This December 1st is the term granted by Sunat to enter the electronic billing system. Thus, 11,807 national taxpayers are required to implement the system as soon as possible. Of this total, 2,807 taxpayers belong to Lima while the other 9,000 are in other provinces. However, there are still companies that do not have a supplier, which indicates that there is still a problem that some of them may not be ready to meet the requirement.
By January 1 of next year more than 2,400 companies, micro and small, will be required to bill electronically. The new business documents will also come into force as delivery order, proof of perception and retention electronically. Therefore, Efact, a specialized company and provider of the electronic billing service, indicated some important data that every company should take into account before implementing it:

1. You can enter the electronic system without being obliged. All Peruvian companies are expected to be issuers of electronic invoices by 2018. In this link, you can check if your RUC is within the mandatory taxpayer listings for December this year or January next.

2. Find a Sunat-authorized provider. The entity published a resolution that registers and regulates the companies authorized by them to provide electronic billing services. The authorized Electronic Service Providers (PSE) are the only and totally responsible for the technical compliance required by Sunat for the issuance of invoices.

3. Choose an accessible solution. True electronic billing requires both supplier and buyer to communicate electronically. If your company has small, medium, large, micro, and independent entities within its clients, you must ensure that the billing system chosen can communicate with all of them without any major problem.
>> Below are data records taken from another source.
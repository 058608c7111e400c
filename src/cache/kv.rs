// SPDX-License-Identifier: MIT OR Apache-2.0

//! Growable KV-cache for autoregressive generation.
//!
//! Stores key and value tensors from previous positions so they don't need
//! to be recomputed at each generation step. Buffers grow in `step`-sized
//! increments: appends that fit the reserved capacity write in place, and
//! reallocation cost is amortized to O(1) per token.
//!
//! ## Memory Layout
//!
//! Each layer stores:
//! - keys: `[batch, n_kv_heads, capacity, k_head_dim]`
//! - values: `[batch, n_kv_heads, capacity, v_head_dim]`
//!
//! Positions `[0, offset)` hold valid decoded history; `[offset, capacity)`
//! is zero-filled reserved space.

use candle_core::Tensor;

use crate::config::HeadDim;
use crate::error::{InferError, Result};

/// Default growth increment, in positions.
pub const DEFAULT_STEP: usize = 256;

// ---------------------------------------------------------------------------
// LayerCache
// ---------------------------------------------------------------------------

/// KV buffer for a single decoder layer.
///
/// Owned by exactly one generation session at a time; use [`copy`](Self::copy)
/// to snapshot it. Capacity is always a multiple of `step` and
/// `offset <= capacity` holds after every operation.
#[derive(Debug)]
pub struct LayerCache {
    /// Cached keys: `[batch, n_kv_heads, capacity, k_head_dim]`.
    keys: Option<Tensor>,
    /// Cached values: `[batch, n_kv_heads, capacity, v_head_dim]`.
    values: Option<Tensor>,
    /// Number of valid positions.
    offset: usize,
    /// Growth increment.
    step: usize,
    /// Number of key/value heads.
    n_kv_heads: usize,
    /// Key/value head dimension, resolved at construction.
    head_dim: HeadDim,
}

impl LayerCache {
    /// Create an empty cache with the default growth increment.
    #[must_use]
    pub fn new(n_kv_heads: usize, head_dim: HeadDim) -> Self {
        Self::with_step(n_kv_heads, head_dim, DEFAULT_STEP)
    }

    /// Create an empty cache with an explicit growth increment.
    #[must_use]
    pub fn with_step(n_kv_heads: usize, head_dim: HeadDim, step: usize) -> Self {
        Self {
            keys: None,
            values: None,
            offset: 0,
            step,
            n_kv_heads,
            head_dim,
        }
    }

    /// Append new key/value positions and return the full valid prefix.
    ///
    /// The incoming tensors must match the configured head count and
    /// dimensions; their sequence-length axis (dim 2) is the number of new
    /// positions. The returned pair is the contiguous history
    /// `[..., ..offset, ..]` *after* the append, ready to attend over.
    ///
    /// Growth: when the span exceeds capacity, the buffer is extended with
    /// zeros to the next multiple of `step` that fits `offset + new_len`.
    /// A prior buffer holding trailing reserved space (offset not itself a
    /// multiple of `step`) is first truncated to exactly `offset` valid
    /// positions so no stale padding enters the valid region.
    ///
    /// # Shapes
    /// - `new_keys`: `[batch, n_kv_heads, new_len, k_head_dim]`
    /// - `new_values`: `[batch, n_kv_heads, new_len, v_head_dim]`
    /// - returns: `([batch, n_kv_heads, offset, k_head_dim]`,
    ///   `[batch, n_kv_heads, offset, v_head_dim])`
    ///
    /// # Errors
    ///
    /// Returns [`InferError::Model`] if allocation or a tensor operation
    /// fails; allocation failure is fatal and not retried.
    pub fn append(&mut self, new_keys: &Tensor, new_values: &Tensor) -> Result<(Tensor, Tensor)> {
        let prev = self.offset;
        let new_len = new_keys.dim(2)?;
        let batch = new_keys.dim(0)?;
        let capacity = match &self.keys {
            Some(k) => k.dim(2)?,
            None => 0,
        };

        let (mut keys, mut values) = match (self.keys.take(), self.values.take()) {
            // Fits the reserved space: no reallocation.
            (Some(k), Some(v)) if prev + new_len <= capacity => (k, v),
            // Grow an existing buffer.
            (Some(mut k), Some(mut v)) => {
                if prev % self.step != 0 {
                    k = k.narrow(2, 0, prev)?;
                    v = v.narrow(2, 0, prev)?;
                }
                let target = (prev + new_len).div_ceil(self.step) * self.step;
                let grow = target - k.dim(2)?;
                let zk = Tensor::zeros(
                    (batch, self.n_kv_heads, grow, self.head_dim.key_dim()),
                    new_keys.dtype(),
                    new_keys.device(),
                )?;
                let zv = Tensor::zeros(
                    (batch, self.n_kv_heads, grow, self.head_dim.value_dim()),
                    new_values.dtype(),
                    new_values.device(),
                )?;
                (Tensor::cat(&[&k, &zk], 2)?, Tensor::cat(&[&v, &zv], 2)?)
            }
            // First append: allocate fresh.
            _ => {
                let target = new_len.div_ceil(self.step) * self.step;
                let k = Tensor::zeros(
                    (batch, self.n_kv_heads, target, self.head_dim.key_dim()),
                    new_keys.dtype(),
                    new_keys.device(),
                )?;
                let v = Tensor::zeros(
                    (batch, self.n_kv_heads, target, self.head_dim.value_dim()),
                    new_values.dtype(),
                    new_values.device(),
                )?;
                (k, v)
            }
        };

        keys = keys.slice_assign(
            &[
                0..batch,
                0..self.n_kv_heads,
                prev..prev + new_len,
                0..self.head_dim.key_dim(),
            ],
            new_keys,
        )?;
        values = values.slice_assign(
            &[
                0..batch,
                0..self.n_kv_heads,
                prev..prev + new_len,
                0..self.head_dim.value_dim(),
            ],
            new_values,
        )?;
        self.offset = prev + new_len;

        let key_view = keys.narrow(2, 0, self.offset)?;
        let value_view = values.narrow(2, 0, self.offset)?;
        self.keys = Some(keys);
        self.values = Some(values);
        Ok((key_view, value_view))
    }

    /// Deep, independent snapshot of this layer's buffers.
    ///
    /// Appends to either the original or the copy never affect the other.
    ///
    /// # Errors
    ///
    /// Returns [`InferError::Model`] if the tensor copy fails.
    pub fn copy(&self) -> Result<Self> {
        Ok(Self {
            keys: self.keys.as_ref().map(Tensor::copy).transpose()?,
            values: self.values.as_ref().map(Tensor::copy).transpose()?,
            offset: self.offset,
            step: self.step,
            n_kv_heads: self.n_kv_heads,
            head_dim: self.head_dim,
        })
    }

    /// Number of valid positions.
    #[must_use]
    pub const fn offset(&self) -> usize {
        self.offset
    }

    /// Allocated positions (0 before the first append).
    ///
    /// # Errors
    ///
    /// Returns [`InferError::Model`] if a buffer has an unexpected shape.
    pub fn capacity(&self) -> Result<usize> {
        match &self.keys {
            Some(k) => Ok(k.dim(2)?),
            None => Ok(0),
        }
    }

    /// Whether no positions have been appended yet.
    #[must_use]
    pub const fn is_empty(&self) -> bool {
        self.offset == 0
    }

    /// Growth increment.
    #[must_use]
    pub const fn step(&self) -> usize {
        self.step
    }

    /// Raw key/value buffers, including trailing reserved zero space.
    ///
    /// `None` before the first append.
    #[must_use]
    pub fn state(&self) -> Option<(&Tensor, &Tensor)> {
        self.keys.as_ref().zip(self.values.as_ref())
    }

    /// Reset to empty, releasing the buffers.
    pub fn clear(&mut self) {
        self.keys = None;
        self.values = None;
        self.offset = 0;
    }

    /// Memory used by this layer's buffers, in bytes.
    #[must_use]
    pub fn memory_usage(&self) -> usize {
        let tensor_bytes =
            |t: &Tensor| t.elem_count() * t.dtype().size_in_bytes();
        self.keys.as_ref().map_or(0, tensor_bytes) + self.values.as_ref().map_or(0, tensor_bytes)
    }
}

// ---------------------------------------------------------------------------
// SequenceCache
// ---------------------------------------------------------------------------

/// Per-session attention state: one [`LayerCache`] per decoder layer,
/// index-aligned to layer order.
///
/// Exclusively owned by one in-flight generation at a time; concurrent
/// appends from two callers are undefined and must be prevented by the
/// caller. Use [`copy`](Self::copy) to snapshot the whole sequence.
#[derive(Debug)]
pub struct SequenceCache {
    /// One KV buffer per layer.
    layers: Vec<LayerCache>,
}

impl SequenceCache {
    /// Create an empty cache for `n_layers` layers with the default step.
    #[must_use]
    pub fn new(n_layers: usize, n_kv_heads: usize, head_dim: HeadDim) -> Self {
        Self::with_step(n_layers, n_kv_heads, head_dim, DEFAULT_STEP)
    }

    /// Create an empty cache with an explicit growth increment.
    #[must_use]
    pub fn with_step(n_layers: usize, n_kv_heads: usize, head_dim: HeadDim, step: usize) -> Self {
        let layers = (0..n_layers)
            .map(|_| LayerCache::with_step(n_kv_heads, head_dim, step))
            .collect();
        Self { layers }
    }

    /// Number of layers.
    #[must_use]
    pub fn num_layers(&self) -> usize {
        self.layers.len()
    }

    /// Valid sequence length (0 if nothing has been appended).
    ///
    /// All layers advance in lockstep; the first layer's offset is
    /// authoritative.
    #[must_use]
    pub fn seq_len(&self) -> usize {
        self.layers.first().map_or(0, LayerCache::offset)
    }

    /// Whether no layer holds any positions.
    #[must_use]
    pub fn is_empty(&self) -> bool {
        self.layers.iter().all(LayerCache::is_empty)
    }

    /// Mutable access to one layer's buffer.
    ///
    /// # Errors
    ///
    /// Returns [`InferError::Cache`] if `layer` is out of range.
    pub fn layer_mut(&mut self, layer: usize) -> Result<&mut LayerCache> {
        let n_layers = self.layers.len();
        self.layers.get_mut(layer).ok_or_else(|| {
            InferError::Cache(format!(
                "layer {layer} out of range for sequence cache with {n_layers} layers"
            ))
        })
    }

    /// Iterate over all layers mutably, in layer order.
    pub fn layers_mut(&mut self) -> impl Iterator<Item = &mut LayerCache> {
        self.layers.iter_mut()
    }

    /// Deep, independent snapshot of the whole sequence state.
    ///
    /// # Errors
    ///
    /// Returns [`InferError::Model`] if a tensor copy fails.
    pub fn copy(&self) -> Result<Self> {
        let layers = self
            .layers
            .iter()
            .map(LayerCache::copy)
            .collect::<Result<Vec<_>>>()?;
        Ok(Self { layers })
    }

    /// Reset all layers to empty.
    pub fn clear(&mut self) {
        for layer in &mut self.layers {
            layer.clear();
        }
    }

    /// Total memory used by all layers, in bytes.
    #[must_use]
    pub fn memory_usage(&self) -> usize {
        self.layers.iter().map(LayerCache::memory_usage).sum()
    }
}

// ---------------------------------------------------------------------------
// Tests
// ---------------------------------------------------------------------------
4. Look for inter-area involvement. The most important changes in the implementation of electronic invoicing are the processes of automation and integration in IT systems such as accounts payable and receivable. For successful implementation there must be inter-area collaboration and support between IT, accounting, finance and treasury.

5. Organize yourself to have the human and financial resources. Inserting the electronic issuance system can involve costs for those companies that have an enterprise resource planning (ERP) system and that integrate with a supplier, while for those who do not, the cost can be zero. The human resource envisaged during implementation mainly involves people from the area of accounting / finance and systems.

6. Commit your provider for an active participation of your ERP. If your company has a provider that provides ERP service and support, it must actively participate throughout the process, from the first activities required in the implementation to the execution of the electronic billing system.

7. Find a product that fits your company. You must consider that the cost of this product will be considering certain variables such as type and quantity of payment vouchers and business documents to be issued and received, personalization of said documents, number of social reasons, number of premises, among others.

8. Find a solution suitable to the variables of your business and locality. Each business is different, and depending on where you locate the realities and needs are also different, including technical support, Internet connectivity.

9. You do not need to purchase additional equipment for implementation. You do not need to incur expenses like servers or software.

10. Calculate well the amount of pre-printed invoices you will use. As an electronic issuer, all your invoices and business documents will also be. However, the Sunat has contemplated contingency situations that allow a company to present a summary of printed invoices, in case it cannot be electronically.

Among the reasons are: failure to connect to the Internet, electrical power failures, natural disasters, theft, failures in the electronic emission service, sales by mobile issuers. “To avoid inconveniences, the digital transformation process should be started as soon as possible,” said José Luis Malpartida, Efact’s product manager. He added that variables such as having a complex ERP can make a company delay in preparing their systems to issue electronic vouchers, while those that do not have it as it is in the case of SMEs and mypes the process is more effective.